China’s rare earth exports surged in May to their highest monthly level in a year, but the increase has raised more questions than clarity as restrictions on shipments to the United States and Europe remain in effect.
Data from China’s General Administration of Customs on Monday showed the country exported 5,864.6 metric tons of rare earth materials in May, a 23 percent rise from April and the highest monthly figure since mid-2023. Cumulatively, exports in the first five months of 2025 reached 24,827 tons, only a slight increase from 24,266.5 tons over the same period last year.
Beijing’s tighter grip on its rare earth sector began in April when it imposed export license requirements on several key rare earth magnet materials and high-purity compounds. These included neodymium, praseodymium, dysprosium, and terbium — critical elements used in electric vehicles, wind turbines, and military technology. The restrictions also applied to high-performance NdFeB magnets and samarium-cobalt magnets essential for aerospace and defense.
At the time of the announcement, China’s Ministry of Commerce said the new controls were necessary “to safeguard national security and fulfill international obligations.” It added that the measures were being introduced under the country’s Export Control Law and Counter-Espionage Law, which were amended to include strategic resources such as rare earths.
The restrictions triggered immediate disruptions in supply chains across Europe and North America. By late May, several European auto component factories’ operations have been significantly impacted due to shortages of rare earth magnets. Semiconductor firms also warned they were just weeks away from shutting down production lines.

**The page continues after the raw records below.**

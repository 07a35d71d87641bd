//! Chat transport contract
//!
//! The transport client (send/edit/delete against the chat service) lives
//! outside this crate. The engine only needs the narrow surface below; the
//! Update Renderer absorbs every `TransportError` it returns.

use async_trait::async_trait;
use serde::{Deserialize, Serialize};

use crate::error::TransportError;
use crate::interaction::InteractionRequest;
use crate::render::markup;
use crate::session::UserId;

/// Handle to a message previously sent through the transport
#[derive(Debug, Clone, PartialEq, Eq, Hash, Serialize, Deserialize)]
pub struct MessageHandle {
    pub chat_id: UserId,
    pub message_id: i64,
}

impl MessageHandle {
    pub fn new(chat_id: UserId, message_id: i64) -> Self {
        Self { chat_id, message_id }
    }
}

/// How the transport should interpret a message body
#[derive(Debug, Clone, Copy, PartialEq, Eq, Serialize, Deserialize)]
#[serde(rename_all = "snake_case")]
pub enum TextFormat {
    /// Chat HTML subset (`b`, `i`, `s`, `code`, `pre`, `blockquote`)
    Html,
    /// No markup at all
    Plain,
}

/// Outbound message body
#[derive(Debug, Clone, PartialEq, Eq, Serialize, Deserialize)]
pub struct OutboundText {
    pub body: String,
    pub format: TextFormat,
}

impl OutboundText {
    pub fn html(body: impl Into<String>) -> Self {
        Self {
            body: body.into(),
            format: TextFormat::Html,
        }
    }

    pub fn plain(body: impl Into<String>) -> Self {
        Self {
            body: body.into(),
            format: TextFormat::Plain,
        }
    }

    pub fn len(&self) -> usize {
        self.body.chars().count()
    }

    pub fn is_empty(&self) -> bool {
        self.body.is_empty()
    }
}

/// Outbound side of the chat service
#[async_trait]
pub trait ChatTransport: Send + Sync {
    /// Hard per-message limit enforced by the service, if it reports one
    fn max_message_len(&self) -> Option<usize> {
        None
    }

    async fn send(&self, user_id: UserId, text: &OutboundText) -> Result<MessageHandle, TransportError>;

    async fn edit(&self, handle: &MessageHandle, text: &OutboundText) -> Result<(), TransportError>;

    async fn delete(&self, handle: &MessageHandle) -> Result<(), TransportError>;

    /// Show an interactive request to the user
    ///
    /// Transports with buttons override this; the default sends the prompt
    /// as a formatted message.
    async fn present_interaction(
        &self,
        user_id: UserId,
        request: &InteractionRequest,
    ) -> Result<MessageHandle, TransportError> {
        self.send(user_id, &OutboundText::html(markup::describe_interaction(request)))
            .await
    }
}
//! Configuration management tests
//!
//! Tests for ConfigManager loading and saving config files.

use std::fs;
use std::time::Duration;

use taskbridge_core::config::{Config, ConfigManager};
use taskbridge_core::Error;
use tempfile::TempDir;

/// Create a temp directory for config tests
fn setup_config_dir() -> TempDir {
    TempDir::new().expect("Failed to create temp dir")
}

mod config_manager_tests {
    use super::*;

    #[test]
    fn test_missing_file_uses_defaults() {
        let dir = setup_config_dir();
        let manager = ConfigManager::with_path(dir.path().join("config.toml")).unwrap();

        assert_eq!(manager.config().render.debounce(), Duration::from_secs(2));
        assert_eq!(manager.config().coalesce.window(), Duration::from_millis(1500));
        assert_eq!(manager.config().interaction.plan_timeout(), Duration::from_secs(600));
    }

    #[test]
    fn test_load_existing_config() {
        let dir = setup_config_dir();
        let config_path = dir.path().join("config.toml");
        fs::write(
            &config_path,
            r#"
[render]
debounce_ms = 500
max_message_len = 1000

[interaction]
question_timeout_secs = 30

[agent]
command = "my-agent"
args = ["--json"]
"#,
        )
        .unwrap();

        let manager = ConfigManager::with_path(config_path).unwrap();
        let config = manager.config();
        assert_eq!(config.render.debounce_ms, 500);
        assert_eq!(config.render.max_message_len, 1000);
        // Unset fields keep their defaults
        assert_eq!(config.render.max_rate_limit_retries, 3);
        assert_eq!(config.interaction.question_timeout(), Duration::from_secs(30));
        assert_eq!(config.interaction.permission_timeout(), Duration::from_secs(300));
        assert_eq!(config.agent.command, "my-agent");
        assert_eq!(config.agent.args, vec!["--json".to_string()]);
    }

    #[test]
    fn test_invalid_config_is_rejected() {
        let dir = setup_config_dir();
        let config_path = dir.path().join("config.toml");
        fs::write(&config_path, "[coalesce]\nwindow_ms = 0\n").unwrap();

        assert!(matches!(ConfigManager::with_path(config_path), Err(Error::Config(_))));
    }

    #[test]
    fn test_malformed_toml_is_rejected() {
        let dir = setup_config_dir();
        let config_path = dir.path().join("config.toml");
        fs::write(&config_path, "[render\ndebounce_ms = ").unwrap();

        let err = ConfigManager::with_path(config_path).err().unwrap();
        assert!(err.to_string().contains("Failed to parse config"));
    }

    #[test]
    fn test_save_config() {
        let dir = setup_config_dir();
        let config_path = dir.path().join("nested").join("config.toml");

        let mut manager = ConfigManager::with_path(config_path.clone()).unwrap();
        manager.config_mut().coalesce.window_ms = 800;
        manager.config_mut().session.storage_dir = Some(dir.path().join("sessions"));
        manager.save().unwrap();
        assert!(config_path.exists());

        let reloaded = ConfigManager::with_path(config_path).unwrap();
        assert_eq!(reloaded.config().coalesce.window_ms, 800);
        assert_eq!(reloaded.config().session.storage_dir(), dir.path().join("sessions"));
    }

    #[test]
    fn test_default_config_validates() {
        assert!(Config::default().validate().is_ok());
    }
}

Despite the tight export controls, China granted limited exemptions in late May following diplomatic outreach from Washington and Brussels. According to a source familiar with the matter, “Two U.S. automotive suppliers were granted small-volume permits for mid-grade NdFeB magnets, enough to cover some production through the third quarter.” A European official confirmed that “a German aerospace subcontractor received a one-time export license for samarium-cobalt rotors to keep a military contract on schedule.”
These approvals, however, remain exceptional rather than systemic.
The spike in May’s export volume has puzzled industry observers, particularly since, as of that month, direct exports of many rare earth products to the U.S. and EU were still blocked.
Against this backdrop, many are asking: Where exactly did those materials go? There’s no evidence that China has resumed large-scale exports to the West, buoying curiosity about a volume jump that doesn’t align with current licensing policies.
Shipping data reviewed by multiple trade intelligence platforms suggests that much of the May increase was routed through third-party markets. Indonesia, Malaysia, and the United Arab Emirates saw marked increases in rare earth imports from China. These countries are known to serve as assembly or re-export hubs for rare earth-based components.
Rare earths have become a central fault line in U.S.-China trade tensions. Although these minerals were not targeted during the earlier rounds of trade tariffs, they have since emerged as critical leverage for Beijing. In a rare phone call between President Donald Trump and Chinese President Xi Jinping last week, the matter of rare earth access reportedly figured heavily, according to White House officials.
The United States and its allies have been scrambling to develop alternatives. In California, MP Materials is expanding rare earth refining capacity with support from the U.S. Department of Defense, while in Germany, a proposed magnet manufacturing plant is being fast-tracked using feedstock sourced from Australia. Japan has also doubled subsidies for rare earth recycling programs in a bid to ease dependence on Chinese supply.
However, as of now, China remains the dominant player — responsible for about 70 percent of global mining output and more than 85 percent of processing capacity.
With the next customs breakdown due later this month, traders and policymakers are watching closely to see whether the May surge was an anomaly, a tactical concession, or a sign of a more complex export strategy designed to maintain dominance while appearing compliant.